Part I of this series introduced jicyshout, an open-source project to get the Java Media Framework to play MP3-over-http streams provided by Shoutcast, Icecast, and Live 365 servers. In this part, we get into the value-added service of providing metadata about that stream.

There are multiple standards for providing this metadata, some formal, some ad hoc, aiming to serve different purposes. Since the two most popular standards put the data in the media stream, we first need to understand how MP3 streams work.
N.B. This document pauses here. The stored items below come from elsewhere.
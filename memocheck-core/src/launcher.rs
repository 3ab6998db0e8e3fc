//! Node process control.
//!
//! The engine never talks to the memo service's processes directly. A
//! [`NodeLauncher`] spawns nodes and hands back a [`NodeProcess`], which the
//! cluster owning the node keeps until teardown.
//!
//! ```ignore
//! let mut process = launcher.spawn(NodeSpec::new(cluster, 0)).await?;
//! process.wait_ready().await?;
//! // ... run operations against process.address() ...
//! process.terminate().await?;
//! ```

use std::fmt;

use async_trait::async_trait;

use crate::client::{ClientError, MemoClient};
use crate::error::LaunchResult;
use crate::node::{NodeInfo, NodeSpec};

/// Exclusively owned handle to one spawned node.
///
/// Dropping a `NodeProcess` without calling [`terminate`](Self::terminate) is
/// allowed but implementations should treat it as a forced kill.
#[async_trait]
pub trait NodeProcess: Send + Sync + fmt::Debug {
    /// Address the node serves on.
    fn address(&self) -> &str;

    /// Resolve once the node reports ready.
    ///
    /// May never resolve; callers bound it with a timeout.
    async fn wait_ready(&mut self) -> LaunchResult<()>;

    /// Terminate the node and wait for it to go away.
    ///
    /// Must be safe to call on a node that never became ready or already exited.
    async fn terminate(&mut self) -> LaunchResult<()>;

    /// Forcefully kill the node without waiting.
    ///
    /// Used on drop paths where nothing can be awaited.
    fn kill_now(&mut self);
}

/// Spawns memo-service nodes.
///
/// One launcher is shared by every cluster a fixture starts, so implementations
/// must keep per-cluster state keyed by [`ClusterId`](crate::ClusterId) and
/// must never hand out the same address to two live nodes.
#[async_trait]
pub trait NodeLauncher: Send + Sync + 'static {
    /// Name of this launcher for logs and reports.
    fn name(&self) -> &str;

    /// Spawn one node. Returns as soon as the node exists; readiness is
    /// awaited separately through [`NodeProcess::wait_ready`].
    async fn spawn(&self, spec: NodeSpec) -> LaunchResult<Box<dyn NodeProcess>>;

    /// Whether something answers at `address` right now.
    async fn probe(&self, address: &str) -> bool;

    /// Whether [`connect`](Self::connect) can produce clients.
    fn supports_clients(&self) -> bool {
        false
    }

    /// Open a memo client to a ready node.
    fn connect(&self, node: &NodeInfo) -> Result<Box<dyn MemoClient>, ClientError> {
        Err(ClientError::Unsupported(format!(
            "launcher '{}' cannot open clients to {}",
            self.name(),
            node.id
        )))
    }
}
MP3 streams are arranged into "frames", each with a header that provides basic information about encoding type, bitrate, sampling frequency, etc. By using this approach instead of expecting a single monolithic header at the top of a file, MP3's are well-suited for streaming — a client can just start reading and ignoring bytes until it hits the beginning of a frame

To make the frame header easy to find, the header starts off with a single FF byte followed by another F, or the case of an "MPEG 2.5" frame, an E. Getting an FF in purely random data is just a 1 in 256 chance of course, and getting the next three bits on makes it a 1 in 32768, making the header pretty easy to find, especially if a decoder sanity-checks the rest of the supposed header. Here's what the whole four-byte header looks like:

where A-F are (respectively) one-bit flags for MPEG 2.5, CRC, pad, private, copyright, and original. A detailed description of the header can be found at MP3 Tech. What's relevant for now is the fact that once found, this four-byte header gives a decoder everying it needs to know to start reading and decoding the audio data.

The ID3v2 standard

ID3 is probably the best-known standard for providing MP3 metadata, and is supported by most software and hardware MP3 players. While it calls itself an "informal standard", ID3 is quite rigorous and far less ambiguous than the other schemes in this article.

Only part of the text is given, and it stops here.